New York City is, without a doubt, one
of the most culturally diverse
cities in the world. It's almost impossible to walk down the street
without seeing the vibrant interweaving of other cultures into the
American whole. To be in New York is to be in a city of countless
tongues. The languages of the world are deeply ingrained in every corner
of the city, and with them, their distinctive cultures.

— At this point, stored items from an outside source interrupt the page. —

//! Generic element type for the four compiled precisions (spec §9:
//! "one algorithm parameterized by the element type and its conjugation
//! operation").

use num_complex::{Complex32, Complex64};
use num_traits::{Float, NumAssign, Zero};
use std::fmt::Debug;
use std::iter::Sum;

use crate::params::FloatKind;

/// A scalar the factorization kernels can operate on.
///
/// Implemented for `f32`, `f64`, `Complex32`, `Complex64` — the four
/// `FloatKind` variants of spec §3. Real kinds implement `conj` as the
/// identity; complex kinds conjugate.
pub trait Scalar:
    Copy + Clone + Debug + Default + NumAssign + Zero + Sum + Send + Sync + PartialEq + 'static
{
    /// `Self::Real` is the scalar's magnitude type (`f32`/`f64` for both the
    /// real and complex kinds of matching width).
    type Real: Float + Send + Sync + Debug + Default;

    const IS_COMPLEX: bool;

    /// Which of the four `FloatKind` variants this type monomorphizes
    /// (spec §3, SPEC_FULL §C.2) — lets `Handle::init` tag itself without
    /// the caller passing it redundantly.
    const FLOAT_KIND: FloatKind;

    fn conj(self) -> Self;
    fn modulus(self) -> Self::Real;
    fn sqrt_self(self) -> Self;
    fn from_real(r: Self::Real) -> Self;
    fn real_part(self) -> Self::Real;
    fn is_negative_real(self) -> bool;
}

impl Scalar for f32 {
    type Real = f32;
    const IS_COMPLEX: bool = false;
    const FLOAT_KIND: FloatKind = FloatKind::Real32;
    fn conj(self) -> Self {
        self
    }
    fn modulus(self) -> Self::Real {
        self.abs()
    }
    fn sqrt_self(self) -> Self {
        self.sqrt()
    }
    fn from_real(r: Self::Real) -> Self {
        r
    }
    fn real_part(self) -> Self::Real {
        self
    }
    fn is_negative_real(self) -> bool {
        self < 0.0
    }
}

impl Scalar for f64 {
    type Real = f64;
    const IS_COMPLEX: bool = false;
    const FLOAT_KIND: FloatKind = FloatKind::Real64;
    fn conj(self) -> Self {
        self
    }
    fn modulus(self) -> Self::Real {
        self.abs()
    }
    fn sqrt_self(self) -> Self {
        self.sqrt()
    }
    fn from_real(r: Self::Real) -> Self {
        r
    }
    fn real_part(self) -> Self::Real {
        self
    }
    fn is_negative_real(self) -> bool {
        self < 0.0
    }
}

impl Scalar for Complex32 {
    type Real = f32;
    const IS_COMPLEX: bool = true;
    const FLOAT_KIND: FloatKind = FloatKind::Complex32;
    fn conj(self) -> Self {
        Complex32::conj(&self)
    }
    fn modulus(self) -> Self::Real {
        Complex32::norm(self)
    }
    fn sqrt_self(self) -> Self {
        Complex32::sqrt(self)
    }
    fn from_real(r: Self::Real) -> Self {
        Complex32::new(r, 0.0)
    }
    fn real_part(self) -> Self::Real {
        self.re
    }
    fn is_negative_real(self) -> bool {
        self.im == 0.0 && self.re < 0.0
    }
}

impl Scalar for Complex64 {
    type Real = f64;
    const IS_COMPLEX: bool = true;
    const FLOAT_KIND: FloatKind = FloatKind::Complex64;
    fn conj(self) -> Self {
        Complex64::conj(&self)
    }
    fn modulus(self) -> Self::Real {
        Complex64::norm(self)
    }
    fn sqrt_self(self) -> Self {
        Complex64::sqrt(self)
    }
    fn from_real(r: Self::Real) -> Self {
        Complex64::new(r, 0.0)
    }
    fn real_part(self) -> Self::Real {
        self.re
    }
    fn is_negative_real(self) -> bool {
        self.im == 0.0 && self.re < 0.0
    }
}

/// `T::zero()` is already provided by `num_traits::Zero`; this helper keeps
/// call sites uniform with `Scalar::from_real`.
pub fn zero<T: Scalar>() -> T {
    T::zero()
}
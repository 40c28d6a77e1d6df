//! C8 — scheduler abstraction (spec §4.7): the core never spawns threads
//! directly, it always goes through a `Scheduler`. `Sequential` runs every
//! task on the calling thread and is authoritative for correctness (spec
//! §5); `ThreadPool` drains a shared queue from `thrdnbr` long-lived
//! workers, grounded in the same `crossbeam_channel::{Sender, Receiver}`
//! worker-loop idiom used elsewhere in the pack for background work.

use std::sync::atomic::{AtomicUsize, Ordering};
use std::sync::{Arc, Condvar, Mutex};
use std::thread;

use crossbeam_channel::{unbounded, Receiver, Sender};

/// Worker binding policy (spec §6 `thread_nbr`, §4.7 "worker binding
/// policy"). `ThreadPool` does not itself set OS thread affinity — no
/// portable affinity API is available without a platform-specific
/// dependency the ambient stack doesn't carry — but records the policy so a
/// caller's own placement logic can read it back.
#[derive(Debug, Clone, Copy, PartialEq, Eq, Default)]
pub enum BindingPolicy {
    #[default]
    None,
    Auto,
    Pin,
}

/// A unit of scheduled work (spec §4.7 `submit`).
pub type Task = Box<dyn FnOnce() + Send + 'static>;

/// Capability set C5–C7 are built against (spec §4.7).
pub trait Scheduler: Send + Sync {
    /// Invokes `kernel(worker_id)` once per worker in `0..thrdnbr` contexts
    /// (spec §4.3 "thread/worker task lists": a static partition of equal
    /// contiguous task-list ranges, computed by the caller from `thrdnbr`).
    fn run_parallel(&self, thrdnbr: usize, kernel: &(dyn Fn(usize) + Sync));

    /// Enqueues one task for asynchronous execution (spec: task-graph
    /// back-end).
    fn submit(&self, task: Task);

    /// Blocks until every task submitted so far has completed (spec §4.7
    /// "barrier primitive used by C5 between scatter and factor, and
    /// between solve sweeps").
    fn wait_all(&self);

    fn barrier(&self) {
        self.wait_all();
    }

    fn thread_count(&self) -> usize;
}

/// Runs every task inline, in submission order, on the calling thread (spec
/// §5: "a sequential back-end is always supported and authoritative for
/// correctness").
#[derive(Debug, Default)]
pub struct Sequential;

impl Scheduler for Sequential {
    fn run_parallel(&self, thrdnbr: usize, kernel: &(dyn Fn(usize) + Sync)) {
        for id in 0..thrdnbr.max(1) {
            kernel(id);
        }
    }

    fn submit(&self, task: Task) {
        task();
    }

    fn wait_all(&self) {}

    fn thread_count(&self) -> usize {
        1
    }
}

struct Barrier {
    pending: AtomicUsize,
    lock: Mutex<()>,
    cvar: Condvar,
}

impl Barrier {
    fn mark_done(&self) {
        if self.pending.fetch_sub(1, Ordering::SeqCst) == 1 {
            let _guard = self.lock.lock().unwrap_or_else(|e| e.into_inner());
            self.cvar.notify_all();
        }
    }

    fn wait(&self) {
        let mut guard = self.lock.lock().unwrap_or_else(|e| e.into_inner());
        while self.pending.load(Ordering::SeqCst) != 0 {
            guard = self.cvar.wait(guard).unwrap_or_else(|e| e.into_inner());
        }
    }
}

/// `thrdnbr` long-lived workers draining a shared `crossbeam_channel` queue
/// (spec §4.7 "sequential, thread-pool, or task-graph back-ends"; spec §9:
/// "the sequential back-end is just the thread-pool back-end with pool size
/// 1" is honored structurally — `Sequential` exists separately only because
/// it must run with zero thread-spawn overhead for tests and the `n = 1`
/// boundary case, spec §8).
pub struct ThreadPool {
    sender: Option<Sender<Task>>,
    barrier: Arc<Barrier>,
    workers: Vec<thread::JoinHandle<()>>,
    thrdnbr: usize,
}

impl ThreadPool {
    pub fn new(thrdnbr: usize) -> Self {
        let thrdnbr = thrdnbr.max(1);
        let (sender, receiver): (Sender<Task>, Receiver<Task>) = unbounded();
        let barrier = Arc::new(Barrier {
            pending: AtomicUsize::new(0),
            lock: Mutex::new(()),
            cvar: Condvar::new(),
        });

        let workers = (0..thrdnbr)
            .map(|_| {
                let rx = receiver.clone();
                let barrier = barrier.clone();
                thread::spawn(move || {
                    while let Ok(task) = rx.recv() {
                        task();
                        barrier.mark_done();
                    }
                })
            })
            .collect();

        Self {
            sender: Some(sender),
            barrier,
            workers,
            thrdnbr,
        }
    }
}

impl Scheduler for ThreadPool {
    fn run_parallel(&self, thrdnbr: usize, kernel: &(dyn Fn(usize) + Sync)) {
        thread::scope(|scope| {
            for id in 0..thrdnbr.max(1) {
                scope.spawn(move || kernel(id));
            }
        });
    }

    fn submit(&self, task: Task) {
        self.barrier.pending.fetch_add(1, Ordering::SeqCst);
        if let Some(sender) = &self.sender {
            let _ = sender.send(task);
        }
    }

    fn wait_all(&self) {
        self.barrier.wait();
    }

    fn thread_count(&self) -> usize {
        self.thrdnbr
    }
}

impl Drop for ThreadPool {
    fn drop(&mut self) {
        // Dropping the sender closes the channel; every worker's `recv`
        // loop then exits and the handles can be joined.
        self.sender.take();
        for worker in self.workers.drain(..) {
            let _ = worker.join();
        }
    }
}

#[cfg(test)]
mod tests {
    use super::*;
    use std::sync::atomic::AtomicUsize as Counter;

    #[test]
    fn sequential_runs_inline() {
        let sched = Sequential;
        let total = Arc::new(Counter::new(0));
        for _ in 0..5 {
            let total = total.clone();
            sched.submit(Box::new(move || {
                total.fetch_add(1, Ordering::SeqCst);
            }));
        }
        sched.wait_all();
        assert_eq!(total.load(Ordering::SeqCst), 5);
    }

    #[test]
    fn thread_pool_drains_submitted_tasks() {
        let sched = ThreadPool::new(4);
        let total = Arc::new(Counter::new(0));
        for _ in 0..50 {
            let total = total.clone();
            sched.submit(Box::new(move || {
                total.fetch_add(1, Ordering::SeqCst);
            }));
        }
        sched.wait_all();
        assert_eq!(total.load(Ordering::SeqCst), 50);
    }

    #[test]
    fn run_parallel_invokes_every_worker_id() {
        let sched = ThreadPool::new(4);
        let seen = Arc::new(Mutex::new(Vec::new()));
        let seen_ref = seen.clone();
        sched.run_parallel(4, &move |id| {
            seen_ref.lock().unwrap().push(id);
        });
        let mut ids = seen.lock().unwrap().clone();
        ids.sort_unstable();
        assert_eq!(ids, vec![0, 1, 2, 3]);
    }
}
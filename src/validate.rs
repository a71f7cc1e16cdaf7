use crate::error::Error;
use crate::model::{Film, User};
use chrono::{NaiveDate, Utc};

/// Release date of the first film screening, the floor for `Film::release_date`.
fn first_screening() -> NaiveDate {
    NaiveDate::from_ymd_opt(1895, 12, 28).unwrap()
}

fn birthday_floor() -> NaiveDate {
    NaiveDate::from_ymd_opt(1910, 1, 1).unwrap()
}

pub fn film(film: &Film) -> Result<(), Error> {
    if film.name.trim().is_empty() {
        return Err(Error::validation("film name must not be blank"));
    }
    if film.description.chars().count() > 200 {
        return Err(Error::validation(
            "film description must not exceed 200 characters",
        ));
    }
    if film.release_date < first_screening() {
        return Err(Error::validation(
            "film release date must not precede 1895-12-28",
        ));
    }
    if film.duration <= 0 {
        return Err(Error::validation("film duration must be positive"));
    }
    Ok(())
}

pub fn user(user: &User) -> Result<(), Error> {
    if user.email.trim().is_empty() || !user.email.contains('@') {
        return Err(Error::validation("user email must contain '@'"));
    }
    if user.login.trim().is_empty() || user.login.contains(char::is_whitespace) {
        return Err(Error::validation(
            "user login must not be blank or contain whitespace",
        ));
    }
    let today = Utc::now().date_naive();
    if user.birthday > today {
        return Err(Error::validation("user birthday must not be in the future"));
    }
    if user.birthday < birthday_floor() {
        return Err(Error::validation(
            "user birthday must not precede 1910-01-01",
        ));
    }
    Ok(())
}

In the Fall of 2001, the New York University
Morse Academic Plan (MAP) course, The Language of America's Ethnic
Minorities, undertook a project to hear the voices of real and imagined
immigrant communities, and learn about the people behind them. The
students of this class traveled throughout the city to seek out
neighborhoods where thirty-four separate ethnic cultures were thought to be flourishing.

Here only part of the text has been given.